On the road we had a minibus pull up and initially seem quite friendly, until they started asking for gifts. Seeing Arjuns knife they got quite persistent about having it, and after multiple rejections actually got quite angry and got out of the car. Holding our ground, the one who seemed most frustrated walked right up to us, and for reasons unknown (though he was smaller than we expected) changed his mood. He left back to the car smiling and shaking hands, but the whole situation conjured images of Yuheis story. Not 10mins later another van pulled up and gave us bread and milk, a dramatic contrast in hospitality!
One day we had a change in the weather, and over a couple of hours watched a lightening storm roll over the landscape, bringing hot rain and a stark awareness that we were the tallest things in the landscape, pushing a steel cart and sleeping in an aluminium poled tent. The storm lasted all afternoon, evening and into the night, but fortunately we were fine. The scenery had returned to desert and the road became varied, with sporadic stretches of tarmac closed off to the public but accessible to us.
We began to start receiving watermelons in place of water, and watched as cars drove past loaded beyond safety with the things, one guy pulled up to share one with us and inquire about UK immigration laws, and one rather muscly trucker gave us what watermelons he had, explaining that during the muslim fast he didn’t eat or drink anything during the day. How the man goes without even drinking water in this heat is incomprehensible.
Arjun began to feel ill, but we we got to within sight of Baikonur and managed to camp in the shade of an abandoned garage. On the walk in we fashioned a short cut across the desert to a small village just before the town, a huge mistake which didn’t really save any time, and once there were told that without permits we would not be able to get into Baikonur. A bit of a blow for Arjun, as it was his birthday and upon hearing it was a Russian town was hoping for wifi and a celebratory day off. We shopped in the village, and continued walking, stopping in a cafe on the way out as a celebratory compensation.
We saw the spaceport on the way out and stopped under a large construction sign for shelter, surprisingly made good distance and Arjun was feeling better.

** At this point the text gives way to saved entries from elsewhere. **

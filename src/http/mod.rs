//! Abstract request/response capabilities
//!
//! The middleware does not parse or transport HTTP itself; it works
//! against these capabilities. A host server adapts its own connection
//! types to [`ResponseSink`] and [`Request`] and embeds the middleware
//! in front of its handler.

pub mod headers;
pub mod request;
pub mod sink;

pub use headers::{diff, HeaderDiff, HeaderSnapshot, Headers};
pub use request::{Body, Request, RequestCopy, RequestUrl};
pub use sink::{BufferSink, ResponseSink, SinkHandle};
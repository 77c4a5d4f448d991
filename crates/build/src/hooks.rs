//! Hook collection and injection
//!
//! Hook source files are segmented into named blocks by `#pragma hook
//! <name>` marker lines; blocks with the same name accumulate across files.
//! Templates reference blocks through `REPLACE_HOOK_<NAME>` tokens, which
//! expand recursively: a hook's content may itself contain tokens for other
//! hooks. Expansion is a bounded-depth traversal so a self-referencing hook
//! is reported instead of overflowing the stack.

use regex::Regex;
use std::collections::BTreeMap;
use std::fs;
use std::path::Path;

use crate::error::BuildError;
use crate::rewrite;

/// Named hook blocks, accumulated in collection order.
pub type Hooks = BTreeMap<String, String>;

/// Expansion depth past which a hook chain is assumed to be cyclic.
const MAX_EXPANSION_DEPTH: usize = 16;

/// Splits `contents` into named blocks and appends them to `hooks`.
///
/// Text between a `#pragma hook <name>` line and the next marker (or the end
/// of the file) belongs to that name; text before the first marker is an
/// unnamed preamble and is dropped. A block whose name was already collected
/// is concatenated, not overwritten.
pub fn add_hooks(hooks: &mut Hooks, contents: &str) {
    // The marker line is consumed including its newline, so block content
    // starts on the following line.
    let marker = Regex::new(r"(?m)^#pragma[ \t]+hook[ \t]+(\w+)[ \t]*\r?(?:\n|\z)").unwrap();

    let mut block_start = 0;
    let mut block_name: Option<&str> = None;
    for captures in marker.captures_iter(contents) {
        let whole = captures.get(0).unwrap();
        if let Some(name) = block_name {
            hooks.entry(name.to_string()).or_default().push_str(&contents[block_start..whole.start()]);
        }
        block_start = whole.end();
        block_name = Some(captures.get(1).unwrap().as_str());
    }
    if let Some(name) = block_name {
        hooks.entry(name.to_string()).or_default().push_str(&contents[block_start..]);
    }
}

/// Reads a hook source file and collects its blocks into `hooks`.
pub fn add_hooks_file(hooks: &mut Hooks, path: &Path) -> Result<(), BuildError> {
    let contents = fs::read_to_string(path)?;
    add_hooks(hooks, &contents);
    Ok(())
}

/// Substitutes every `REPLACE_HOOK_<NAME>` token in `template` with the
/// corresponding block's content, recursively.
///
/// # Errors
/// [`BuildError::CyclicHookReference`] when expansion exceeds the depth
/// bound, which only happens when a hook chain references itself.
pub fn replace_hooks(hooks: &Hooks, template: &str) -> Result<String, BuildError> {
    expand(hooks, template, 0)
}

fn expand(hooks: &Hooks, text: &str, depth: usize) -> Result<String, BuildError> {
    let mut result = text.to_string();
    for (name, code) in hooks {
        let token = format!("REPLACE_HOOK_{}", name.to_uppercase());
        if !rewrite::contains_word(&result, &token) {
            continue;
        }
        if depth >= MAX_EXPANSION_DEPTH {
            return Err(BuildError::CyclicHookReference(name.clone()));
        }
        let expanded = expand(hooks, code, depth + 1)?;
        result = rewrite::replace_word(&result, &token, &expanded);
    }
    Ok(result)
}

#[cfg(test)]
mod tests {
    use super::*;

    #[test]
    fn test_blocks_are_split_on_markers() {
        let mut hooks = Hooks::new();
        add_hooks(
            &mut hooks,
            "// preamble is dropped\n#pragma hook declarations\nint frame;\n#pragma hook frame\nframe++;\n",
        );

        assert_eq!(hooks.len(), 2);
        assert_eq!(hooks["declarations"], "int frame;\n");
        assert_eq!(hooks["frame"], "frame++;\n");
    }

    #[test]
    fn test_same_named_blocks_accumulate() {
        let mut hooks = Hooks::new();
        add_hooks(&mut hooks, "#pragma hook audio\nopen();\n");
        add_hooks(&mut hooks, "#pragma hook audio\nplay();\n");

        assert_eq!(hooks["audio"], "open();\nplay();\n");
    }

    #[test]
    fn test_tokens_expand_recursively() {
        let mut hooks = Hooks::new();
        add_hooks(&mut hooks, "#pragma hook outer\nbefore(); REPLACE_HOOK_INNER done();\n#pragma hook inner\ninner();");

        let result = replace_hooks(&hooks, "REPLACE_HOOK_OUTER").unwrap();
        assert_eq!(result, "before(); inner(); done();\n");
    }

    #[test]
    fn test_missing_token_is_left_alone() {
        let hooks = Hooks::new();
        let result = replace_hooks(&hooks, "REPLACE_HOOK_ABSENT").unwrap();
        assert_eq!(result, "REPLACE_HOOK_ABSENT");
    }

    #[test]
    fn test_self_reference_is_detected() {
        let mut hooks = Hooks::new();
        add_hooks(&mut hooks, "#pragma hook loop\nREPLACE_HOOK_LOOP\n");

        let error = replace_hooks(&hooks, "REPLACE_HOOK_LOOP").unwrap_err();
        assert!(matches!(error, BuildError::CyclicHookReference(name) if name == "loop"));
    }
}
//! Generated source emission
//!
//! Turns the finalized shader definition into the C++ sources the demo
//! executable is compiled from: a data header carrying the uniform array
//! macros and the escaped shader strings, and the main source produced by
//! expanding hook tokens in the engine template.

use regex::Regex;
use std::fmt::Write;

use crate::config::Config;
use crate::error::BuildError;
use crate::hooks::{self, Hooks};
use crate::variables::ShaderDefinition;

/// Renders the `demo-data.hpp` header.
///
/// Per uniform array the header carries the (possibly minified) lookup name,
/// the element count, the static backing array and one `uniform<Name>` macro
/// per member slot, so host code addresses uniforms by semantic name while
/// paying for a single location lookup per type. Shader sections follow as
/// escaped string constants behind `HAS_*` guards, then the pass table and
/// the resolution, duration and hook switches.
pub fn demo_data_header(config: &Config, definition: &ShaderDefinition, hooks: &Hooks) -> String {
    let mut lines: Vec<String> = vec!["#pragma once".to_string(), String::new()];

    if config.debug {
        lines.push("#define DEBUG".to_string());
        lines.push(String::new());
    }

    let mut debug_locations = String::new();
    for (ty, array) in &definition.uniform_arrays {
        let ty_upper = ty.to_uppercase();
        let name_macro = format!("{ty_upper}_UNIFORM_NAME");
        let count_macro = format!("{ty_upper}_UNIFORM_COUNT");
        let array_name = format!("{ty}Uniforms");
        // Samplers are bound through integer texture units on the host side.
        let cpp_ty = if ty.starts_with("sampler") { "int" } else { ty.as_str() };

        lines.push(format!("#define {name_macro} \"{}\"", array.minified_name.as_deref().unwrap_or(&array.name)));
        lines.push(format!("#define {count_macro} {}", array.members.len()));
        lines.push(format!("static {cpp_ty} {array_name}[{count_macro}];"));

        for (slot, &member) in array.members.iter().enumerate() {
            let variable = &definition.variables[member];
            lines.push(format!("#define uniform{} {array_name}[{slot}]", uniform_macro_name(&variable.name)));
        }
        lines.push(String::new());

        let _ = writeln!(
            debug_locations,
            "std::cout << \"{ty}: \" << glGetUniformLocation(PROGRAM, {name_macro}) << std::endl; \\"
        );
    }
    lines.push("#define DEBUG_DISPLAY_UNIFORM_LOCATIONS(PROGRAM) \\".to_string());
    lines.push(debug_locations);

    let (vertex_specific, fragment_specific) = stage_declarations(definition);

    let mut prolog = definition.prolog_code.clone().unwrap_or_default();
    let mut common = definition.common_code.clone();
    // Without stage-specific declarations both stages compile from the same
    // strings, so the prolog can ride along in the common code.
    if !prolog.is_empty() && vertex_specific.is_empty() && fragment_specific.is_empty() {
        common = format!("{prolog}{common}");
        prolog.clear();
    }

    if !prolog.is_empty() {
        lines.push("#define HAS_SHADER_PROLOG_CODE".to_string());
        lines.push(format!("static const char *shaderPrologCode = \"{}\";", escape(&prolog)));
        lines.push(String::new());
    }
    if !vertex_specific.is_empty() {
        lines.push("#define HAS_SHADER_VERTEX_SPECIFIC_CODE".to_string());
        lines.push(format!("static const char *shaderVertexSpecificCode = \"{}\";", escape(&vertex_specific)));
        lines.push(String::new());
    }
    if !fragment_specific.is_empty() {
        lines.push("#define HAS_SHADER_FRAGMENT_SPECIFIC_CODE".to_string());
        lines.push(format!("static const char *shaderFragmentSpecificCode = \"{}\";", escape(&fragment_specific)));
        lines.push(String::new());
    }
    if !common.is_empty() {
        lines.push("#define HAS_SHADER_COMMON_CODE".to_string());
        lines.push(format!("static const char *shaderCommonCode = \"{}\";", escape(&common)));
        lines.push(String::new());
    }

    lines.push(format!("#define PASS_COUNT {}", definition.passes.len()));
    lines.push("static const char *shaderPassCodes[] = {".to_string());
    for (index, pass) in definition.passes.iter().enumerate() {
        match &pass.vertex_code {
            Some(code) => {
                lines.push(format!("#define HAS_SHADER_PASS_{index}_VERTEX_CODE"));
                lines.push(format!("\"{}\",", escape(code)));
            }
            None => lines.push("nullptr,".to_string()),
        }
        match &pass.fragment_code {
            Some(code) => {
                lines.push(format!("#define HAS_SHADER_PASS_{index}_FRAGMENT_CODE"));
                lines.push(format!("\"{}\",", escape(code)));
            }
            None => lines.push("nullptr,".to_string()),
        }
    }
    lines.push("};".to_string());
    lines.push(String::new());

    if let Some(capture) = &config.capture {
        lines.push("#define CAPTURE".to_string());
        lines.push(format!("#define CAPTURE_FPS {}", capture.fps));
        lines.push("#define FORCE_RESOLUTION".to_string());
        lines.push(format!("static const constexpr int resolutionWidth = {};", capture.width));
        lines.push(format!("static const constexpr int resolutionHeight = {};", capture.height));
    } else {
        lines.push("static void captureFrame() {}".to_string());

        if let Some((width, height)) = config.demo.resolution.fixed() {
            lines.push("#define FORCE_RESOLUTION".to_string());
            lines.push(format!("static const constexpr int resolutionWidth = {width};"));
            lines.push(format!("static const constexpr int resolutionHeight = {height};"));
        }
        if let Some(scale) = config.demo.resolution.scale {
            if scale > 0.0 && scale != 1.0 {
                lines.push(format!("#define SCALE_RESOLUTION {scale}"));
            }
        }
    }
    lines.push(String::new());

    if let Some(duration) = config.demo.duration {
        lines.push(format!("#define DURATION {duration}"));
        lines.push(String::new());
    }
    if config.demo.duration.is_some() || config.capture.is_some() || config.demo.close_when_finished {
        lines.push("#define CLOSE_WHEN_FINISHED".to_string());
        lines.push(String::new());
    }
    if config.demo.loading_black_screen {
        lines.push("#define LOADING_BLACK_SCREEN".to_string());
        lines.push(String::new());
    }

    for name in hooks.keys() {
        lines.push(format!("#define HAS_HOOK_{}", name.to_uppercase()));
    }

    lines.join("\n")
}

/// Renders the demo's main source by expanding the hook tokens in the engine
/// template.
///
/// # Errors
/// [`BuildError::CyclicHookReference`] when a hook chain references itself.
pub fn main_source(hooks: &Hooks, template: &str) -> Result<String, BuildError> {
    hooks::replace_hooks(hooks, template)
}

/// Derives the per-stage `in`/`out` declarations from the attributes,
/// varyings and outputs sections: attributes enter the vertex stage,
/// varyings leave it and enter the fragment stage, outputs leave the
/// fragment stage.
fn stage_declarations(definition: &ShaderDefinition) -> (String, String) {
    let stage_variable = Regex::new(r"\w+ [\w,]+;").unwrap();
    let mut vertex_specific = String::new();
    let mut fragment_specific = String::new();

    if let Some(code) = &definition.attributes_code {
        for declaration in stage_variable.find_iter(code) {
            vertex_specific.push_str(&format!("in {}", declaration.as_str()));
        }
    }
    if let Some(code) = &definition.varyings_code {
        for declaration in stage_variable.find_iter(code) {
            vertex_specific.push_str(&format!("out {}", declaration.as_str()));
            fragment_specific.push_str(&format!("in {}", declaration.as_str()));
        }
    }
    if let Some(code) = &definition.outputs_code {
        for declaration in stage_variable.find_iter(code) {
            fragment_specific.push_str(&format!("out {}", declaration.as_str()));
        }
    }

    (vertex_specific, fragment_specific)
}

/// Escapes shader text for embedding in a C++ string literal, the same way
/// the engine expects it: newlines become `\n`, carriage returns are
/// dropped, quotes are escaped.
fn escape(code: &str) -> String {
    code.replace('\n', "\\n").replace('\r', "").replace('"', "\\\"")
}

/// `camera_pos` → `CameraPos`-style macro suffix: the leading letter and
/// every letter after an underscore are uppercased, underscores dropped.
fn uniform_macro_name(name: &str) -> String {
    let mut result = String::with_capacity(name.len());
    let mut uppercase_next = true;
    for character in name.chars() {
        if character == '_' {
            uppercase_next = true;
        } else if uppercase_next {
            result.push(character.to_ascii_uppercase());
            uppercase_next = false;
        } else {
            result.push(character);
        }
    }
    result
}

On the road we got stopped by a kind truck driver who cut up watermelon for us to eat with him on the roadside. As we were chatting we saw a man walking over, and the trucker gave us a watermelon to put on the cart. Once the walking man finally arrived, it all got a bit awkward; nothing was said, the man just crouched down and started helping himself to the truckers watermelon. We tried to ask in our Russian if he was a friend or something but neither seemed to want to answer, they just said nothing. The trucker then awkwardly said goodbye and got in to drive off, and we walked off leaving the other man to finish what was left. Very strange.
One morning outside a town we were woken up by police, who didn’t ask what we were doing or for any ID, just if we had any guns and were gay. Walking into the town a lot of traffic stopped to ask questions, all friendly, one man in a car even returned back out to meet us after emptying his boot to offer us a lift! We were given iced tea and water, and by the time we got into the town we only really needed food. We stopped at a cafe where people asked for photos, made it to a shop where the staff gave us free ice cream, and then went to a cafe where we were given more free water and offers for lifts. On the way out a van pulled up and an English motorcyclist got out, worked month on/month off on an oil rig and spent his spare time cycling Asia, nice guy, and lovely to hear a British voice.
The further out of town we got, the greener the landscape became as the road winded closer to the major river, still out of sight, but with various streams branching off from it to the road we were on. It would have been pleasant, were it not for the sudden decline in the quality of the road, the continuing lack of shelter and the now horrific amounts of mosquitoes that gathered in the evenings.